> WORK ORDER: Reproduce, exactly, the lines of the material below from the line containing "guest function bodies." through the line containing "let runtime = Runtime::new().map_err(|e|", with both end lines included and nothing else.

◇ ◇ ◇ ◇ ◇

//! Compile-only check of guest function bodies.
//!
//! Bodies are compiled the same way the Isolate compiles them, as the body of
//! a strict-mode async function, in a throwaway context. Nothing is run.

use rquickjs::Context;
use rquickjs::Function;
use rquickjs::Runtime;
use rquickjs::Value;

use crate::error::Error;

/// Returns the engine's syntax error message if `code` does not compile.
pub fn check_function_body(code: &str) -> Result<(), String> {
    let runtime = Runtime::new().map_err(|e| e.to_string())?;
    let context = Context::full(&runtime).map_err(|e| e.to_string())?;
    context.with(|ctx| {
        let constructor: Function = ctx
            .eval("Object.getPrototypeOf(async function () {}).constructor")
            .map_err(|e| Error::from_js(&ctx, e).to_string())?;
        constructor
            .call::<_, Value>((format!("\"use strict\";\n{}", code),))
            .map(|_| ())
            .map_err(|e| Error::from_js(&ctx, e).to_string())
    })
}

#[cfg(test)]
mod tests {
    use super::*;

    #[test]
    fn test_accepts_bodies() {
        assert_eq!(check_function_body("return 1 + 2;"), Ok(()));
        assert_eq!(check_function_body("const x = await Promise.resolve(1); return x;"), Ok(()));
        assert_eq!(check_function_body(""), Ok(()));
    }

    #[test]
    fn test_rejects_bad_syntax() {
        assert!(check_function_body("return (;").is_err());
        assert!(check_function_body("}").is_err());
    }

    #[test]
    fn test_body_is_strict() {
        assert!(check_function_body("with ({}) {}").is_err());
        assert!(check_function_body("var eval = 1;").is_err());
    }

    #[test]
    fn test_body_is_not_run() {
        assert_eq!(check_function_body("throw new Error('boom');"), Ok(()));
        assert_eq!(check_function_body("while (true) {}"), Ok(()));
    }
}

◇ ◇ ◇ ◇ ◇

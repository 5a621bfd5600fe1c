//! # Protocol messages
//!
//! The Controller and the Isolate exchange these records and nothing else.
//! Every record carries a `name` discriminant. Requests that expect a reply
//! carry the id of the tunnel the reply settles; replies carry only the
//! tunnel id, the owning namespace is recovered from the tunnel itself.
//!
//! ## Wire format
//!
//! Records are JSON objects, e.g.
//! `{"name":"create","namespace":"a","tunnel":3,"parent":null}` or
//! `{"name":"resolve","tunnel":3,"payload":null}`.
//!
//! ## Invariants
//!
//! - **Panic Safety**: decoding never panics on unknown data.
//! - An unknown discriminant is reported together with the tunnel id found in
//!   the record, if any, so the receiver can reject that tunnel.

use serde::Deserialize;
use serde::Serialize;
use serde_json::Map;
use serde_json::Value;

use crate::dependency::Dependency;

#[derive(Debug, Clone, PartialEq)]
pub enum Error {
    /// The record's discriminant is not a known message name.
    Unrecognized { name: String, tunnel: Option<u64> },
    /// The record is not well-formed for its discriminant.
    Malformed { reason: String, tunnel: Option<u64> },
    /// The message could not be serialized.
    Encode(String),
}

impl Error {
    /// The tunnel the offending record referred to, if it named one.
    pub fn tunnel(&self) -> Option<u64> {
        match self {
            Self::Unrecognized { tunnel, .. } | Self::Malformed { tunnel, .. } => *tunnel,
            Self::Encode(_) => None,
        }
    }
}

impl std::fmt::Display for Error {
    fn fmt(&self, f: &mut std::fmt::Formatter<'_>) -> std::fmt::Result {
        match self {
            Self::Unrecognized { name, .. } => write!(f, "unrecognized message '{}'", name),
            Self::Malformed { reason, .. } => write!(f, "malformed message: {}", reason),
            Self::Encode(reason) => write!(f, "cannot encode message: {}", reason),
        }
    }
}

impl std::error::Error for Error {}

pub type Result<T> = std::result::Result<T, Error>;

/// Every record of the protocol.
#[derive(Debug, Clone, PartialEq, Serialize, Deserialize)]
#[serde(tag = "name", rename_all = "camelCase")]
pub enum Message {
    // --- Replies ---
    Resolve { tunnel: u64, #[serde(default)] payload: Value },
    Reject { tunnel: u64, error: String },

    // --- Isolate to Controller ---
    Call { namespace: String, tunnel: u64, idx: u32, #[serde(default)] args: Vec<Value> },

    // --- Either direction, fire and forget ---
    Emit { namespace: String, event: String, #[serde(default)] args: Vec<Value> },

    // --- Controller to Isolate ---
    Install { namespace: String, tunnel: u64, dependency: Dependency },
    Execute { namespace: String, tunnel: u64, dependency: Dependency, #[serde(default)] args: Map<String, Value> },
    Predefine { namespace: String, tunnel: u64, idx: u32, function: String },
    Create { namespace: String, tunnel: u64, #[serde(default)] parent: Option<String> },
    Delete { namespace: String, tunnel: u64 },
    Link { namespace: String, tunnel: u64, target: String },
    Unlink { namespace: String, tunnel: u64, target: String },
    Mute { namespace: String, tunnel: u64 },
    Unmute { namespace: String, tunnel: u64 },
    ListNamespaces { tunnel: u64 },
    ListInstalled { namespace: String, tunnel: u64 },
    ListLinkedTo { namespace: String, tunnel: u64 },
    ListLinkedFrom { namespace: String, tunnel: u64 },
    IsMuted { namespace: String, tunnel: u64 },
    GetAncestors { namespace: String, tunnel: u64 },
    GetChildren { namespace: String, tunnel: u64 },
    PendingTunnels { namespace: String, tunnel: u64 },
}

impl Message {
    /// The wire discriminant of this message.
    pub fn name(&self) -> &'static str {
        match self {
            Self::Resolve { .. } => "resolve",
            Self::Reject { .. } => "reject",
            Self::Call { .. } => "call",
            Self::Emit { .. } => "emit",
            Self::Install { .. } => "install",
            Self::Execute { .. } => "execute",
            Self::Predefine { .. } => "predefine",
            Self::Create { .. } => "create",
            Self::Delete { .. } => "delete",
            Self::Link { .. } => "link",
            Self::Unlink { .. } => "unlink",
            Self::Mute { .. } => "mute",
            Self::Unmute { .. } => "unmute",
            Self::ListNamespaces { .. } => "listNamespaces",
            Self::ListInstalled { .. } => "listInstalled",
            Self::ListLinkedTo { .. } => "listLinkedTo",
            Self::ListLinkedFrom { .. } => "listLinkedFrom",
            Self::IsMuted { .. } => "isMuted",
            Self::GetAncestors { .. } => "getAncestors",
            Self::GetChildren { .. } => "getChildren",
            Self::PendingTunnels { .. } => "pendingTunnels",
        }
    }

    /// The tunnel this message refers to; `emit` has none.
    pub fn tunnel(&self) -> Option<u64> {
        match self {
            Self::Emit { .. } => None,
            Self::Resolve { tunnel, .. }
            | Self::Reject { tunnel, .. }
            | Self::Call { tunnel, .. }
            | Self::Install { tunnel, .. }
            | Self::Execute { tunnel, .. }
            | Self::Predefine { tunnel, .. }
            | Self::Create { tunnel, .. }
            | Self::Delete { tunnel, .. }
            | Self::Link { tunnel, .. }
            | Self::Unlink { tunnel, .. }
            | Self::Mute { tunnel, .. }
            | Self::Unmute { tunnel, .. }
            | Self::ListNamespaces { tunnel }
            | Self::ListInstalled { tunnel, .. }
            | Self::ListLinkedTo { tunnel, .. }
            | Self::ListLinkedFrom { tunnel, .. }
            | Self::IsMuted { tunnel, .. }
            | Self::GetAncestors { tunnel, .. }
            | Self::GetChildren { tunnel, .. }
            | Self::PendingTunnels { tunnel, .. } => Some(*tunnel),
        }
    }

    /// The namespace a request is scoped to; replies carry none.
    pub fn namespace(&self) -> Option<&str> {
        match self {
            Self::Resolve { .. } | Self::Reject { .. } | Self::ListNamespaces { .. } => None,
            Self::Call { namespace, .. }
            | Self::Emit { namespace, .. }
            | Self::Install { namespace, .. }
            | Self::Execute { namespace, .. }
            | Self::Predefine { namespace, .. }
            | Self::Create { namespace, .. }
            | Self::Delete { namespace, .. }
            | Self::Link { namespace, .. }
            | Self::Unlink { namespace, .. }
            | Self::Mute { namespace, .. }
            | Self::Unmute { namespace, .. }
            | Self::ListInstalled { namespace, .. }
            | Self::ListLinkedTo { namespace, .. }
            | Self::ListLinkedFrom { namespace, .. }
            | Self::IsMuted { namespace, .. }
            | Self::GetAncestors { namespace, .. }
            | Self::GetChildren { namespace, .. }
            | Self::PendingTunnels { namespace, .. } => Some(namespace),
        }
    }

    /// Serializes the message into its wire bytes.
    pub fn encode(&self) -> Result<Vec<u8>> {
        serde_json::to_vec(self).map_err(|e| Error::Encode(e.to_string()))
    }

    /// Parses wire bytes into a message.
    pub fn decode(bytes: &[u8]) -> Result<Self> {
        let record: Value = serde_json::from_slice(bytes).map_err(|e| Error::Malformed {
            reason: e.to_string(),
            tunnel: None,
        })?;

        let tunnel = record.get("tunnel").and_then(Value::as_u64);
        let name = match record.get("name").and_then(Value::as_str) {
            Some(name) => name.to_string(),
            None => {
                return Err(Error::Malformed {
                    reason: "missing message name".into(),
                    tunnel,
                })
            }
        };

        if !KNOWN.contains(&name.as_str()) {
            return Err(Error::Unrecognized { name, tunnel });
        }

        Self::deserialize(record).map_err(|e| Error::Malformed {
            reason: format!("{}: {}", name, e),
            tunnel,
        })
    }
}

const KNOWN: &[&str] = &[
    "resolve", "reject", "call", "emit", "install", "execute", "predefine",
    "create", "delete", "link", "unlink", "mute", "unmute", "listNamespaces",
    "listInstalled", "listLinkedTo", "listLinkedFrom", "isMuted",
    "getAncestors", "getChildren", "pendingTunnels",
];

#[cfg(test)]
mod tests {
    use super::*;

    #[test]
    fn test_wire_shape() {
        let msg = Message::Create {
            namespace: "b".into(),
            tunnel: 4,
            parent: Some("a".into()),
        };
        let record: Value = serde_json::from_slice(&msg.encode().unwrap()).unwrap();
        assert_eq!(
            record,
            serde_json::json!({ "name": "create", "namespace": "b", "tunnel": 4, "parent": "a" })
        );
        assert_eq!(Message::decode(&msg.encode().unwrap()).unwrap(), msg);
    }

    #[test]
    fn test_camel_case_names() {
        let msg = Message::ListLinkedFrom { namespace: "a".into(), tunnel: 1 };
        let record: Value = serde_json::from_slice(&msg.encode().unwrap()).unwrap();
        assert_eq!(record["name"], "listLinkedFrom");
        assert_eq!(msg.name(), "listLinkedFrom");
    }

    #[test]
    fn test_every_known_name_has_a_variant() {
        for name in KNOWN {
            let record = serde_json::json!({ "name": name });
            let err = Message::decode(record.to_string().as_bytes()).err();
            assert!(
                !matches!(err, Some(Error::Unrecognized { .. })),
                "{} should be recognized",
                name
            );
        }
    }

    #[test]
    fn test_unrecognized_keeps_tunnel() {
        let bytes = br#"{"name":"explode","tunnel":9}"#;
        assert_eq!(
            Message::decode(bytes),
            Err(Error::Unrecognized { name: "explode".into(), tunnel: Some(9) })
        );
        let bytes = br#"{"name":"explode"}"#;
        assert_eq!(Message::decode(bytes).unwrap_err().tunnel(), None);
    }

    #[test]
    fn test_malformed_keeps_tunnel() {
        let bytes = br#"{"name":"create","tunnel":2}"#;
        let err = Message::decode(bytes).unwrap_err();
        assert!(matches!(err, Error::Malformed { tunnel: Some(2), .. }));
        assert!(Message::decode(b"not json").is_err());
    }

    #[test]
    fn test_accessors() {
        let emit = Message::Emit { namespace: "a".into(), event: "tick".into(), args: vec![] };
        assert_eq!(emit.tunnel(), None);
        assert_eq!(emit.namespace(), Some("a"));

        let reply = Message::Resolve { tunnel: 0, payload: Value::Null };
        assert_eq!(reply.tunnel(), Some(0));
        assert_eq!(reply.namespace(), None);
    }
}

◇ ◇ ◇ ◇ ◇

> TASK RESULT:
//! Compile-only check of guest function bodies.
//!
//! Bodies are compiled the same way the Isolate compiles them, as the body of
//! a strict-mode async function, in a throwaway context. Nothing is run.

use rquickjs::Context;
use rquickjs::Function;
use rquickjs::Runtime;
use rquickjs::Value;

use crate::error::Error;

/// Returns the engine's syntax error message if `code` does not compile.
pub fn check_function_body(code: &str) -> Result<(), String> {
    let runtime = Runtime::new().map_err(|e| e.to_string())?;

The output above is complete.